* **ACTION ITEM**:
Filter the data below for the string "ImpressionKey" and copy each matching line.

Data extracted from a collection
+++
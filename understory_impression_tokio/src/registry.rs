// Copyright 2025 the Understory Authors
// SPDX-License-Identifier: Apache-2.0 OR MIT

//! Scope-keyed tracker registry.

use std::fmt;
use std::hash::Hash;
use std::sync::Arc;

use hashbrown::HashMap;
use parking_lot::Mutex;
use tracing::debug;
use understory_impression::Clock;

use crate::ImpressionKey;
use crate::clock::TokioClock;
use crate::config::TrackerConfig;
use crate::error::TrackerError;
use crate::tracker::ImpressionTracker;

/// Hands out one [`ImpressionTracker`] per caller-defined scope.
///
/// A scope is whatever owns a set of impressions: a screen, a tab, a list
/// instance. Elements in the same scope must share a tracker so their
/// impressions are deduplicated together; elements in different scopes are
/// fully independent. Hosts pass the registry (or the tracker it returns) down
/// their UI tree explicitly.
///
/// All trackers created by one registry share its config and clock.
///
/// ```rust
/// use understory_impression_tokio::{TrackerConfig, TrackerRegistry};
///
/// # fn main() -> Result<(), understory_impression_tokio::TrackerError> {
/// let registry = TrackerRegistry::<&str, u64>::new(TrackerConfig::default())?;
///
/// let home = registry.scope("home");
/// let search = registry.scope("search");
/// assert_eq!(registry.len(), 2);
///
/// // Asking again returns a handle to the same tracker.
/// registry.scope("home").reset();
/// assert_eq!(home.loop_counter(), None);
/// assert!(registry.get(&"home").is_some());
/// assert!(registry.remove(&"search").is_some());
/// # drop(search);
/// # Ok(())
/// # }
/// ```
pub struct TrackerRegistry<S, K: ImpressionKey> {
    config: TrackerConfig,
    clock: Arc<dyn Clock + Send + Sync>,
    scopes: Mutex<HashMap<S, ImpressionTracker<K>>>,
}

impl<S, K> TrackerRegistry<S, K>
where
    S: Clone + Eq + Hash,
    K: ImpressionKey,
{
    /// Creates a registry whose trackers read time from a [`TokioClock`].
    pub fn new(config: TrackerConfig) -> Result<Self, TrackerError> {
        Self::with_clock(config, TokioClock::new())
    }

    /// Creates a registry whose trackers all read `clock`.
    pub fn with_clock<C>(config: TrackerConfig, clock: C) -> Result<Self, TrackerError>
    where
        C: Clock + Send + Sync + 'static,
    {
        config.validate()?;
        Ok(Self {
            config,
            clock: Arc::new(clock),
            scopes: Mutex::new(HashMap::new()),
        })
    }

    /// Returns the tracker for `scope`, creating it on first use.
    ///
    /// New trackers start inactive; call [`ImpressionTracker::start`] when the
    /// scope becomes visible.
    pub fn scope(&self, scope: S) -> ImpressionTracker<K> {
        self.scopes
            .lock()
            .entry(scope)
            .or_insert_with(|| {
                debug!("impression scope created");
                ImpressionTracker::from_parts(self.config, Arc::clone(&self.clock))
            })
            .clone()
    }

    /// Returns the tracker for `scope` if it exists.
    #[must_use]
    pub fn get(&self, scope: &S) -> Option<ImpressionTracker<K>> {
        self.scopes.lock().get(scope).cloned()
    }

    /// Removes `scope` and stops its sampling task.
    ///
    /// Outstanding handles to the tracker stay usable, but the registry will
    /// create a fresh tracker for the scope on the next [`scope`](Self::scope).
    pub fn remove(&self, scope: &S) -> Option<ImpressionTracker<K>> {
        let tracker = self.scopes.lock().remove(scope)?;
        tracker.stop();
        debug!("impression scope removed");
        Some(tracker)
    }

    /// Starts or stops sampling for every scope, for example when the whole
    /// application moves between foreground and background.
    ///
    /// Starting is all or nothing. If a scope fails to start, the scopes this
    /// call started are stopped again before the error is returned; scopes
    /// that were already running keep running.
    pub fn set_all_active(&self, active: bool) -> Result<(), TrackerError> {
        let trackers: Vec<_> = self.scopes.lock().values().cloned().collect();
        if !active {
            for tracker in &trackers {
                tracker.stop();
            }
            return Ok(());
        }
        let mut started: Vec<ImpressionTracker<K>> = Vec::new();
        for tracker in trackers {
            if tracker.is_active() {
                continue;
            }
            if let Err(err) = tracker.start() {
                for tracker in &started {
                    tracker.stop();
                }
                debug!(
                    rolled_back = started.len(),
                    "impression scopes failed to start"
                );
                return Err(err);
            }
            started.push(tracker);
        }
        Ok(())
    }

    /// Returns the number of scopes.
    #[must_use]
    pub fn len(&self) -> usize {
        self.scopes.lock().len()
    }

    /// Returns `true` if no scope has been created.
    #[must_use]
    pub fn is_empty(&self) -> bool {
        self.scopes.lock().is_empty()
    }
}

impl<S, K: ImpressionKey> fmt::Debug for TrackerRegistry<S, K> {
    fn fmt(&self, f: &mut fmt::Formatter<'_>) -> fmt::Result {
        f.debug_struct("TrackerRegistry")
            .field("config", &self.config)
            .field("scopes", &self.scopes.lock().len())
            .finish_non_exhaustive()
    }
}
// Copyright 2025 the Understory Authors
// SPDX-License-Identifier: Apache-2.0 OR MIT

//! Cancellable periodic task that drives sampling ticks.

use std::ops::ControlFlow;
use std::time::Duration;

use tokio::runtime::Handle;
use tokio::task::JoinHandle;
use tokio::time::{self, MissedTickBehavior};

use crate::error::TrackerError;

/// Owned handle to a running sampling loop.
///
/// The loop calls its step once immediately and then once per period. The
/// step is synchronous, so cancellation can only take effect while the loop
/// is waiting for the next period and never in the middle of a step.
///
/// Dropping the handle cancels the loop.
#[derive(Debug)]
pub(crate) struct SamplingTask {
    handle: JoinHandle<()>,
}

impl SamplingTask {
    /// Spawns the loop on the current Tokio runtime.
    ///
    /// The loop ends on its own when `step` returns [`ControlFlow::Break`].
    pub(crate) fn spawn<F>(period: Duration, mut step: F) -> Result<Self, TrackerError>
    where
        F: FnMut() -> ControlFlow<()> + Send + 'static,
    {
        let runtime = Handle::try_current().map_err(|_| TrackerError::NoRuntime)?;
        let handle = runtime.spawn(async move {
            let mut ticker = time::interval(period);
            ticker.set_missed_tick_behavior(MissedTickBehavior::Delay);
            loop {
                ticker.tick().await;
                if step().is_break() {
                    break;
                }
            }
        });
        Ok(Self { handle })
    }

    /// Returns `true` once the loop has exited or been cancelled.
    pub(crate) fn is_finished(&self) -> bool {
        self.handle.is_finished()
    }

    /// Cancels the loop.
    pub(crate) fn stop(self) {
        self.handle.abort();
    }
}

impl Drop for SamplingTask {
    fn drop(&mut self) {
        self.handle.abort();
    }
}
// Copyright 2025 the Understory Authors
// SPDX-License-Identifier: Apache-2.0 OR MIT

use thiserror::Error;
use understory_impression::ConfigError;

/// Errors raised while configuring or starting an impression tracker.
///
/// Normal operation (geometry updates, ticks, disposal) never fails.
#[derive(Debug, Error, Clone, PartialEq)]
pub enum TrackerError {
    /// The dwell/ratio thresholds were rejected.
    #[error("invalid impression config: {0}")]
    Config(#[from] ConfigError),

    /// The sampling period was zero.
    #[error("check interval must be non-zero")]
    ZeroCheckInterval,

    /// A background task was requested outside a Tokio runtime.
    #[error("no Tokio runtime is available to spawn the task")]
    NoRuntime,
}
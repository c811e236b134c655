//! Cyclone Inference Engine
//!
//! Loads the pre-trained model bundle and serves wind-speed and intensity
//! predictions through a single pipeline.

mod bundle;
mod engine;

pub use bundle::{BundleError, ModelBundle, INTENSITY_MODEL_FILE, SCALER_FILE, WIND_MODEL_FILE};
pub use engine::{
    IntensityCategory, IntensityModel, Prediction, PredictionEngine, RiskLevel, WindModel,
    HIGH_WIND_KNOTS, MODERATE_WIND_KNOTS,
};

use thiserror::Error;

/// Errors during inference
#[derive(Debug, Error)]
pub enum InferenceError {
    #[error("wind-speed regression failed: {0}")]
    Regression(String),
    #[error("intensity classification failed: {0}")]
    Classification(String),
    #[error("classifier returned out-of-range category {0}")]
    CategoryOutOfRange(i64),
    #[error("regression produced non-finite wind speed {0}")]
    NonFiniteOutput(f64),
}
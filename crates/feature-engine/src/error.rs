//! Feature Error Types

use thiserror::Error;

/// Errors during request decoding and scaling
#[derive(Debug, Clone, Error)]
pub enum FeatureError {
    /// Request body is not a JSON object
    #[error("Request body must be a JSON object")]
    NotAnObject,

    /// Required key absent from the request body
    #[error("Missing key in input JSON: {0}")]
    MissingKey(&'static str),

    /// Key present but not representable as a number
    #[error("{field} is not numeric")]
    NonNumeric { field: &'static str },

    /// Scaler parameter vector has the wrong length
    #[error("scaler expects {expected} components, got {actual}")]
    DimensionMismatch { expected: usize, actual: usize },

    /// Scaler component cannot be divided by
    #[error("scaler component {index} has degenerate scale {value}")]
    DegenerateScale { index: usize, value: f64 },
}
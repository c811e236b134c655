//! HTTP surface tests against stub models.
//!
//! Exercises the router directly through tower's `oneshot`, with spy
//! models counting invocations so input rejection can be shown to happen
//! before any inference.

use std::sync::atomic::{AtomicUsize, Ordering};
use std::sync::Arc;

use api::{create_router, AppState};
use axum::body::{to_bytes, Body};
use axum::http::{header, Request, StatusCode};
use axum::Router;
use feature_engine::{Scaler, FEATURE_DIMENSION};
use inference_engine::{InferenceError, IntensityModel, PredictionEngine, WindModel};
use serde_json::{json, Value};
use tower::ServiceExt;

struct StubWind {
    value: f64,
    calls: Arc<AtomicUsize>,
}

impl WindModel for StubWind {
    fn predict(&self, _features: &[f64; FEATURE_DIMENSION]) -> Result<f64, InferenceError> {
        self.calls.fetch_add(1, Ordering::SeqCst);
        Ok(self.value)
    }
}

struct StubIntensity {
    class: i64,
    calls: Arc<AtomicUsize>,
}

impl IntensityModel for StubIntensity {
    fn predict(&self, _features: &[f64; FEATURE_DIMENSION]) -> Result<i64, InferenceError> {
        self.calls.fetch_add(1, Ordering::SeqCst);
        Ok(self.class)
    }
}

struct FailingWind;

impl WindModel for FailingWind {
    fn predict(&self, _features: &[f64; FEATURE_DIMENSION]) -> Result<f64, InferenceError> {
        Err(InferenceError::Regression("tensor shape mismatch".to_string()))
    }
}

/// Router over stub models plus a shared counter of model invocations
fn stub_app(wind: f64, class: i64) -> (Router, Arc<AtomicUsize>) {
    let calls = Arc::new(AtomicUsize::new(0));
    let engine = PredictionEngine::new(
        Scaler::identity(),
        Box::new(StubWind {
            value: wind,
            calls: calls.clone(),
        }),
        Box::new(StubIntensity {
            class,
            calls: calls.clone(),
        }),
    );
    (create_router(Arc::new(AppState::new(engine))), calls)
}

fn full_request() -> Value {
    json!({
        "Latitude": 18.9,
        "Longitude": 72.8,
        "Pressure": 985,
        "Temperature": 29,
        "Humidity": 80,
        "Hour": 14,
        "Day": 17,
        "WindSpeed_lag": 55,
        "Pressure_lag": 990,
        "TempHumidityIndex": 23.2,
    })
}

async fn post_predict(app: Router, body: String) -> (StatusCode, Value) {
    let response = app
        .oneshot(
            Request::builder()
                .method("POST")
                .uri("/predict")
                .header(header::CONTENT_TYPE, "application/json")
                .body(Body::from(body))
                .unwrap(),
        )
        .await
        .unwrap();

    let status = response.status();
    let bytes = to_bytes(response.into_body(), usize::MAX).await.unwrap();
    (status, serde_json::from_slice(&bytes).unwrap())
}

#[tokio::test]
async fn liveness_is_up_regardless_of_models() {
    let (app, _) = stub_app(0.0, 0);

    let response = app
        .oneshot(Request::builder().uri("/").body(Body::empty()).unwrap())
        .await
        .unwrap();

    assert_eq!(response.status(), StatusCode::OK);
    let bytes = to_bytes(response.into_body(), usize::MAX).await.unwrap();
    assert!(!bytes.is_empty());
}

#[tokio::test]
async fn predict_end_to_end() {
    let (app, _) = stub_app(70.0, 3);

    let (status, body) = post_predict(app, full_request().to_string()).await;

    assert_eq!(status, StatusCode::OK);
    assert_eq!(
        body,
        json!({
            "wind_speed_knots": 70.0,
            "intensity_category": 3,
            "intensity_label": "Category 3+",
            "risk_level": "HIGH",
        })
    );
}

#[tokio::test]
async fn missing_key_is_400_and_models_are_never_invoked() {
    let (app, calls) = stub_app(70.0, 3);

    let mut body = full_request();
    body.as_object_mut().unwrap().remove("Pressure");
    let (status, response) = post_predict(app, body.to_string()).await;

    assert_eq!(status, StatusCode::BAD_REQUEST);
    assert_eq!(
        response,
        json!({ "error": "Missing key in input JSON: Pressure" })
    );
    assert_eq!(calls.load(Ordering::SeqCst), 0);
}

#[tokio::test]
async fn every_key_is_reported_when_missing() {
    for name in feature_engine::FEATURE_NAMES {
        let (app, _) = stub_app(50.0, 1);

        let mut body = full_request();
        body.as_object_mut().unwrap().remove(name);
        let (status, response) = post_predict(app, body.to_string()).await;

        assert_eq!(status, StatusCode::BAD_REQUEST);
        let message = response["error"].as_str().unwrap();
        assert!(message.contains(name), "{} not named in {}", name, message);
    }
}

#[tokio::test]
async fn non_numeric_value_is_500_with_generic_message() {
    let (app, calls) = stub_app(70.0, 3);

    let mut body = full_request();
    body.as_object_mut()
        .unwrap()
        .insert("Humidity".to_string(), json!("very humid"));
    let (status, response) = post_predict(app, body.to_string()).await;

    assert_eq!(status, StatusCode::INTERNAL_SERVER_ERROR);
    assert_eq!(response, json!({ "error": "Prediction failed." }));
    assert_eq!(calls.load(Ordering::SeqCst), 0);
}

#[tokio::test]
async fn model_failure_is_500_with_generic_message() {
    let calls = Arc::new(AtomicUsize::new(0));
    let engine = PredictionEngine::new(
        Scaler::identity(),
        Box::new(FailingWind),
        Box::new(StubIntensity {
            class: 1,
            calls: calls.clone(),
        }),
    );
    let app = create_router(Arc::new(AppState::new(engine)));

    let (status, response) = post_predict(app, full_request().to_string()).await;

    assert_eq!(status, StatusCode::INTERNAL_SERVER_ERROR);
    assert_eq!(response, json!({ "error": "Prediction failed." }));
}

#[tokio::test]
async fn invalid_json_body_is_400() {
    let (app, calls) = stub_app(70.0, 3);

    let (status, _) = post_predict(app, "{not json".to_string()).await;

    assert_eq!(status, StatusCode::BAD_REQUEST);
    assert_eq!(calls.load(Ordering::SeqCst), 0);
}

#[tokio::test]
async fn non_object_body_is_400() {
    let (app, calls) = stub_app(70.0, 3);

    let (status, _) = post_predict(app, json!([1, 2, 3]).to_string()).await;

    assert_eq!(status, StatusCode::BAD_REQUEST);
    assert_eq!(calls.load(Ordering::SeqCst), 0);
}

#[tokio::test]
async fn wind_speed_is_rounded_in_the_response() {
    let (app, _) = stub_app(45.6789, 1);

    let (status, body) = post_predict(app, full_request().to_string()).await;

    assert_eq!(status, StatusCode::OK);
    assert_eq!(body["wind_speed_knots"], json!(45.68));
}

#[tokio::test]
async fn risk_boundary_is_strict_over_http() {
    let (app, _) = stub_app(64.0, 2);

    let (status, body) = post_predict(app, full_request().to_string()).await;

    assert_eq!(status, StatusCode::OK);
    assert_eq!(body["risk_level"], json!("MODERATE"));
}
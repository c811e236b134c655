//! Predict Route

use axum::{
    extract::rejection::JsonRejection,
    extract::State,
    http::StatusCode,
    response::{IntoResponse, Response},
    Json,
};
use serde_json::{json, Value};
use std::sync::Arc;
use thiserror::Error;
use tracing::{error, warn};

use crate::AppState;
use feature_engine::{FeatureError, FeatureVector};
use inference_engine::Prediction;

/// Error response for the predict endpoint.
///
/// Input problems are reported with their cause; anything that fails during
/// scaling or inference is collapsed to a fixed generic message so internal
/// causes never reach the caller.
#[derive(Debug, Error)]
pub enum ApiError {
    /// Caller sent a malformed request
    #[error("{0}")]
    BadRequest(String),
    /// Prediction pipeline failed
    #[error("Prediction failed.")]
    Internal,
}

impl IntoResponse for ApiError {
    fn into_response(self) -> Response {
        let status = match self {
            ApiError::BadRequest(_) => StatusCode::BAD_REQUEST,
            ApiError::Internal => StatusCode::INTERNAL_SERVER_ERROR,
        };
        (status, Json(json!({ "error": self.to_string() }))).into_response()
    }
}

/// Serve a prediction for one feature payload
pub async fn predict(
    State(state): State<Arc<AppState>>,
    body: Result<Json<Value>, JsonRejection>,
) -> Result<Json<Prediction>, ApiError> {
    let Json(body) = body.map_err(|rejection| {
        warn!("Rejected request body: {}", rejection.body_text());
        ApiError::BadRequest("Request body must be a JSON object".to_string())
    })?;

    let features = match FeatureVector::from_request(&body) {
        Ok(features) => features,
        Err(err @ (FeatureError::NotAnObject | FeatureError::MissingKey(_))) => {
            warn!("Rejected prediction input: {}", err);
            return Err(ApiError::BadRequest(err.to_string()));
        }
        Err(err) => {
            // Present-but-unusable values fail the same way any other
            // inference failure does; the caller only sees the generic
            // message.
            warn!("Prediction input unusable: {}", err);
            return Err(ApiError::Internal);
        }
    };

    match state.engine.predict(&features) {
        Ok(prediction) => Ok(Json(prediction)),
        Err(err) => {
            error!("Prediction failed: {}", err);
            Err(ApiError::Internal)
        }
    }
}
+++
* **SOLUTION TO THIS PROBLEM**:
use crate::ImpressionKey;
pub struct TrackerRegistry<S, K: ImpressionKey> {
    K: ImpressionKey,
impl<S, K: ImpressionKey> fmt::Debug for TrackerRegistry<S, K> {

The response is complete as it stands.